Tuesday, July 18, 2006

July 18, 2006--Get A Real Job!

All of a sudden the NY Times has discovered that big-time college athletes who need to stay academically eligible are taking meatball courses. Or worse—no courses at all. (See full story linked below.)

They “discovered” that at Auburn University where there are, can you believe it, football players “doing well” academically. Some earning academic honors without even have to go to class. Mercy!

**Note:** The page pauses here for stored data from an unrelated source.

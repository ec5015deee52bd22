//! Reference models.
//!
//! Minimal causal models used by harnesses, benches and the demo binary. They
//! exercise every connection role without pretending to be physically
//! meaningful.

use std::collections::VecDeque;

use hydronet_foundation::IndexWindow;

use crate::error::ModelError;
use crate::network::{Model, Role, Sequences};

/// Errors raised by the reference models.
#[derive(Debug, Clone, PartialEq, thiserror::Error)]
pub enum ReferenceModelError {
    #[error("recession coefficient {0} outside [0, 1]")]
    InvalidCoefficient(f64),
}

/// Linear reservoir.
///
/// Each step the storage gains the summed inlet and input values, loses the
/// demand read through receivers (bounded by what is stored) and releases the
/// fraction `k` of the remainder:
///
/// - outlets share the release equally
/// - senders report the storage left after the release
/// - outputs report the amount withdrawn for the receivers' demand
#[derive(Debug, Clone)]
pub struct LinearStorage {
    k: f64,
    initial: f64,
    storage: f64,
}

impl LinearStorage {
    pub fn new(k: f64) -> Self {
        Self::with_storage(k, 0.0)
    }

    pub fn with_storage(k: f64, initial: f64) -> Self {
        Self {
            k,
            initial,
            storage: initial,
        }
    }

    pub fn storage(&self) -> f64 {
        self.storage
    }
}

impl Model for LinearStorage {
    fn simulate(
        &mut self,
        sequences: &mut Sequences,
        window: IndexWindow,
    ) -> Result<(), ModelError> {
        if !(0.0..=1.0).contains(&self.k) {
            return Err(ReferenceModelError::InvalidCoefficient(self.k).into());
        }
        let outlets = sequences.count(Role::Outlet);
        for t in window.range() {
            self.storage += sequences.sum(Role::Inlet, t) + sequences.sum(Role::Input, t);

            // NaN demand (missing external data) counts as no demand.
            let demand = sequences.sum(Role::Receiver, t).max(0.0);
            let withdrawn = demand.min(self.storage.max(0.0));
            self.storage -= withdrawn;

            let release = self.k * self.storage;
            self.storage -= release;

            if outlets > 0 {
                sequences.fill(Role::Outlet, t, release / outlets as f64);
            }
            sequences.fill(Role::Sender, t, self.storage);
            sequences.fill(Role::Output, t, withdrawn);
        }
        Ok(())
    }

    fn reset_conditions(&mut self) {
        self.storage = self.initial;
    }
}

/// Pure delay: the summed inlet and input values leave through the outlets
/// `delay` steps later.
#[derive(Debug, Clone)]
pub struct Lag {
    delay: usize,
    pipe: VecDeque<f64>,
}

impl Lag {
    pub fn new(delay: usize) -> Self {
        Self {
            delay,
            pipe: VecDeque::from(vec![0.0; delay]),
        }
    }
}

impl Model for Lag {
    fn simulate(
        &mut self,
        sequences: &mut Sequences,
        window: IndexWindow,
    ) -> Result<(), ModelError> {
        let outlets = sequences.count(Role::Outlet);
        for t in window.range() {
            let inflow = sequences.sum(Role::Inlet, t) + sequences.sum(Role::Input, t);
            self.pipe.push_back(inflow);
            let released = self.pipe.pop_front().unwrap_or(inflow);
            if outlets > 0 {
                sequences.fill(Role::Outlet, t, released / outlets as f64);
            }
            sequences.fill(Role::Output, t, inflow);
        }
        Ok(())
    }

    fn reset_conditions(&mut self) {
        self.pipe = VecDeque::from(vec![0.0; self.delay]);
    }
}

How could that be? Didn’t the NCAA, the governing authority for college athletics, recently require higher admission and academic standards for even the sports elite Division I schools? Well, yes. But as the Times “uncovered,” again at Auburn, there appears to be a professor of sociology single-handedly undermining these valiant efforts to enforce academic quality. He appears to have made it a sub-specialty (in addition to criminology--his other specialty) to “teach” what seems to be pretty much the entire football squad. And he’s a very senior guy without an apparent gambling problem, if you were wondering. (Though I suspect he has great seats on the 50 yard line for home games.)

Of course his colleagues are “outraged.” Among other things he’s making them look bad. This professor is working so hard “teaching” so many athletes that he claims it’s equivalent to the normal work load of three and a half regular full-time professors. He breathlessly told the Times, “It was a lot of work, and I basically wore myself out.” However, he didn’t require any of the athlete-students to wear themselves out by attending class. He basically “worked” with them “independently.” What that involved is still not clear. Suffice it to say, not very much.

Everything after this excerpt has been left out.